[[ Dataset open ]]

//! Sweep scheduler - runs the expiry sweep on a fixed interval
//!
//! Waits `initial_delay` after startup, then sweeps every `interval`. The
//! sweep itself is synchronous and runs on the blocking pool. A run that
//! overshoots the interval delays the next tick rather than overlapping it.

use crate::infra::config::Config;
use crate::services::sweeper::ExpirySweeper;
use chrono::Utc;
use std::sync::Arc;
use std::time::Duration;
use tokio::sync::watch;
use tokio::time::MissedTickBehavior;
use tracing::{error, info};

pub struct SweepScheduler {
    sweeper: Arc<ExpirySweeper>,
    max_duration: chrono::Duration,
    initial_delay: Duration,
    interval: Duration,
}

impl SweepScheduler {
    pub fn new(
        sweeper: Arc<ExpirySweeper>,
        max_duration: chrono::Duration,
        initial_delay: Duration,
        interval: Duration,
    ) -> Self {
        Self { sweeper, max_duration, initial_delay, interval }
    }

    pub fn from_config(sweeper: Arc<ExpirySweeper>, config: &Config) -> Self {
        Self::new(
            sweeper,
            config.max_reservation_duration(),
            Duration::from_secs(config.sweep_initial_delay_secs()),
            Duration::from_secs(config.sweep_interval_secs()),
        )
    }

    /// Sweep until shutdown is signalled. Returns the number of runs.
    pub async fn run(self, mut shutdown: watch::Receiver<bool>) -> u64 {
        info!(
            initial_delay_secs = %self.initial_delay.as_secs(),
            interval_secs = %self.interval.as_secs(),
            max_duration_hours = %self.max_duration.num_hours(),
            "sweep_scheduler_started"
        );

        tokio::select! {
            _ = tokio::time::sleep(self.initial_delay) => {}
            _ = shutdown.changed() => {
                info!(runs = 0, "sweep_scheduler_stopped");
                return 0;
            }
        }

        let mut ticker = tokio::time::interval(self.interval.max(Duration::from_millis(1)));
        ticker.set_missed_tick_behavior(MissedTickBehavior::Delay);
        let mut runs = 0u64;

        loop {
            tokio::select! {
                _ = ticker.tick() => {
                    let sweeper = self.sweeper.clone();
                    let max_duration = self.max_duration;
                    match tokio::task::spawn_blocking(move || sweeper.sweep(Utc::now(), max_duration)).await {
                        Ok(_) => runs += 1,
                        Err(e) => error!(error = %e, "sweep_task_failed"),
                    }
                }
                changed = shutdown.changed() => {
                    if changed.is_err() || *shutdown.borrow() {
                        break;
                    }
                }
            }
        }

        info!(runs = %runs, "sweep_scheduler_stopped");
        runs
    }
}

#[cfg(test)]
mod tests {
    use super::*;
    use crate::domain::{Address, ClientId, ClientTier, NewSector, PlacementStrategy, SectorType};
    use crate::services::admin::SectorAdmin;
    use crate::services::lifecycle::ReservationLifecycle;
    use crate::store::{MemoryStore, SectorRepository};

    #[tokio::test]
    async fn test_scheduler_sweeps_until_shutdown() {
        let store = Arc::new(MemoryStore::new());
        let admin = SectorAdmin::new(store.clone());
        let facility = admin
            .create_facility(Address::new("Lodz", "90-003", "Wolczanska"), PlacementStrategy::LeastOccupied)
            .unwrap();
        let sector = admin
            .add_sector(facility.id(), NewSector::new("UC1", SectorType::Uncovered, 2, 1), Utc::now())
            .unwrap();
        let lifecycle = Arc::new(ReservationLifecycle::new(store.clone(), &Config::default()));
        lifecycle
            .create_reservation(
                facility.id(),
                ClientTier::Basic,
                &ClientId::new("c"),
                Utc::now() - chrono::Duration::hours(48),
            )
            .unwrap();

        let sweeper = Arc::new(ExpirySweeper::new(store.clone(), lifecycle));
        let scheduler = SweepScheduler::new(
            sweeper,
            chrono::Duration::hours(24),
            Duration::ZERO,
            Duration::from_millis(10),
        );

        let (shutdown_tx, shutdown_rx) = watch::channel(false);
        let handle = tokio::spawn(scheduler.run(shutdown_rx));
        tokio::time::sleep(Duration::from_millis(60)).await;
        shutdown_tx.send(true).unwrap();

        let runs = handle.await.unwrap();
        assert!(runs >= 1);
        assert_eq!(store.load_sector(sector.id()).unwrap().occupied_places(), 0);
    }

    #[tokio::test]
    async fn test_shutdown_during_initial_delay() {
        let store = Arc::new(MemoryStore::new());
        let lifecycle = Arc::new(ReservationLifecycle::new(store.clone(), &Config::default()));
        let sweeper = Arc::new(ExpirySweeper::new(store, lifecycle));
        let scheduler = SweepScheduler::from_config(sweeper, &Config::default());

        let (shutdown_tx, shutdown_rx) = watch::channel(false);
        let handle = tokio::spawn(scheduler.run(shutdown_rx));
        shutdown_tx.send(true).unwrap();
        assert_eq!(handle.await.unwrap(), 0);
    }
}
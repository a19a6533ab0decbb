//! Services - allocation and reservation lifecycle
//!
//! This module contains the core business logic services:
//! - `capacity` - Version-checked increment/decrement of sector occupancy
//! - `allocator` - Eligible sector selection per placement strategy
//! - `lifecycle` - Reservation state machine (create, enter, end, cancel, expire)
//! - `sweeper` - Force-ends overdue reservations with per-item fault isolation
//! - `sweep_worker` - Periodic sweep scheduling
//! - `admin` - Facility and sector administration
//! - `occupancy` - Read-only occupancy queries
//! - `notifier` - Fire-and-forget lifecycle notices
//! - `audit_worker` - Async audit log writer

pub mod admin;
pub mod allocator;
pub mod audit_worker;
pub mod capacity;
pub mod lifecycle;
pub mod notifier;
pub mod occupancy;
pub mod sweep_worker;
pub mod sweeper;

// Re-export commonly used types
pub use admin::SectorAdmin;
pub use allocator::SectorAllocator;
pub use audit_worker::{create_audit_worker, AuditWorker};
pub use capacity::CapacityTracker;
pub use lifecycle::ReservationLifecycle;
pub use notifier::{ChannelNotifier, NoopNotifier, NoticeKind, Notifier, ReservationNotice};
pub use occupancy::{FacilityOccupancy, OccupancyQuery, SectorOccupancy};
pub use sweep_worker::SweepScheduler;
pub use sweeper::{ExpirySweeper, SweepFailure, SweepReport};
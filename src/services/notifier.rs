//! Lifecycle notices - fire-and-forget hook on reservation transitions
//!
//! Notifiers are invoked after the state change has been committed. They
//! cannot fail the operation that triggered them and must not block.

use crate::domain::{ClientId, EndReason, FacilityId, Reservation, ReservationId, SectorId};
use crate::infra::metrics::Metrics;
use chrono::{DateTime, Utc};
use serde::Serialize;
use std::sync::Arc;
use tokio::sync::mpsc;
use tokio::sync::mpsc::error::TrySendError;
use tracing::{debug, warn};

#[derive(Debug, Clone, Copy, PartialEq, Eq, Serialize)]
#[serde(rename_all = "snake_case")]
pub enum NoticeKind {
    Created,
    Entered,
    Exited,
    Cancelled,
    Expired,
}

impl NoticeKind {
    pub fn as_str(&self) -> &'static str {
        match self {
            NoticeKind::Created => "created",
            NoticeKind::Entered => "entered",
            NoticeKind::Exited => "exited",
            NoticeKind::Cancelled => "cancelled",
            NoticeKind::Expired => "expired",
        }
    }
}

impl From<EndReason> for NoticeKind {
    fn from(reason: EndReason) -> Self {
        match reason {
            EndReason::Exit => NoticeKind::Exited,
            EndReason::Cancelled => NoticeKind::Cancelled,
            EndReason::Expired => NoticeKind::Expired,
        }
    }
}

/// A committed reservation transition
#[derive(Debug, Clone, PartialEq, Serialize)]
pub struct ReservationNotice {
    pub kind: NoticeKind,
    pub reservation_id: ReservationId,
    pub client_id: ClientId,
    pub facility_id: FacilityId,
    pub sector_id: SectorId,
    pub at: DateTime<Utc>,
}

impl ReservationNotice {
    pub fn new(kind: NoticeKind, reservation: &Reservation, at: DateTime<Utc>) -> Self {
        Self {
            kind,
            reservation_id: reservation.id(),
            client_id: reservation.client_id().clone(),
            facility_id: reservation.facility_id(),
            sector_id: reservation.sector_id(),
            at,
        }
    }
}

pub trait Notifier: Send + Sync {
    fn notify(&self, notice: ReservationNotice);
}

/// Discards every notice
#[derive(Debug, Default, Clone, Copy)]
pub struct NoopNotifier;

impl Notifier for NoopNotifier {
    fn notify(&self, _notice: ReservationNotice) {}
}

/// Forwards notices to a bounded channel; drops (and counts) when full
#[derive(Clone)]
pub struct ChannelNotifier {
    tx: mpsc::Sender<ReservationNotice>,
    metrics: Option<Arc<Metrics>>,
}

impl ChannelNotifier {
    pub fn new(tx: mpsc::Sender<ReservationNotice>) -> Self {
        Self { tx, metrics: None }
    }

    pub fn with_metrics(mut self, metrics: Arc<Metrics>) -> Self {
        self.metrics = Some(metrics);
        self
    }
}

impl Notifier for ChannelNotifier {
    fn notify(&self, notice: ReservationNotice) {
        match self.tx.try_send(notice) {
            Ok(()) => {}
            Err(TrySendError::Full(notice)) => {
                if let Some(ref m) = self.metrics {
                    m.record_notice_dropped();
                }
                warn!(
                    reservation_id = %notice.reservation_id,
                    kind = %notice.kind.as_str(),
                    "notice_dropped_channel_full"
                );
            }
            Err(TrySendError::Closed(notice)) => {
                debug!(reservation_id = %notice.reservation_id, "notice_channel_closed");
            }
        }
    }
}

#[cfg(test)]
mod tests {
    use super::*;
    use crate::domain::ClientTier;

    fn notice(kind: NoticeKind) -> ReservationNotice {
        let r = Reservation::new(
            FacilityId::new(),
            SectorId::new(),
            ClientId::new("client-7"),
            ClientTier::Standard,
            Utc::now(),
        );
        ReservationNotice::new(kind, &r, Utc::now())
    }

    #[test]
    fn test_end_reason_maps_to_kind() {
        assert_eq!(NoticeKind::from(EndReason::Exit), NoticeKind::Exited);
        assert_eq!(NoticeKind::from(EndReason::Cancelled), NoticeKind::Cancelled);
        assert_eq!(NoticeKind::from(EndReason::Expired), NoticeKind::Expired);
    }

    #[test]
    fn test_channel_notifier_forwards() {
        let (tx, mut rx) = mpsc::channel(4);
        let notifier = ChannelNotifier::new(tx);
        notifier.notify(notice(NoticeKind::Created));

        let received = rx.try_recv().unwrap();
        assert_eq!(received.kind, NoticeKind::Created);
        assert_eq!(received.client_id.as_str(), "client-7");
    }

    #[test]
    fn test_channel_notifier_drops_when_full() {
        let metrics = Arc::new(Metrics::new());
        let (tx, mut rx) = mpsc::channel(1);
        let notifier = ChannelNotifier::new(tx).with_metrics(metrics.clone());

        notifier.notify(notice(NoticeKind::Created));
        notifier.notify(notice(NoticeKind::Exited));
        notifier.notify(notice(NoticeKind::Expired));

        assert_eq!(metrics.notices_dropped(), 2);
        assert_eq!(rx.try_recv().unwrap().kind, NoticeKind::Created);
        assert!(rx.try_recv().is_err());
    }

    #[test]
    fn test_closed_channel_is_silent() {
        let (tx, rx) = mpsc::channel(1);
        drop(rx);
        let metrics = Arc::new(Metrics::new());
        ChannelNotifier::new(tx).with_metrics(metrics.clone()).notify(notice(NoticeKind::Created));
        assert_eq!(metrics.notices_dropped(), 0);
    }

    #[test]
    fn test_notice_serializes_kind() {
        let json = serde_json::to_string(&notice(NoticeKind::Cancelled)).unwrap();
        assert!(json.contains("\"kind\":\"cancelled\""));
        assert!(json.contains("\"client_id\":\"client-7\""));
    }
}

[[ Dataset closed ]]

Assignment. Write down every line of the data above that includes the string "changed".

Task solution.
            _ = shutdown.changed() => {
                changed = shutdown.changed() => {
                    if changed.is_err() || *shutdown.borrow() {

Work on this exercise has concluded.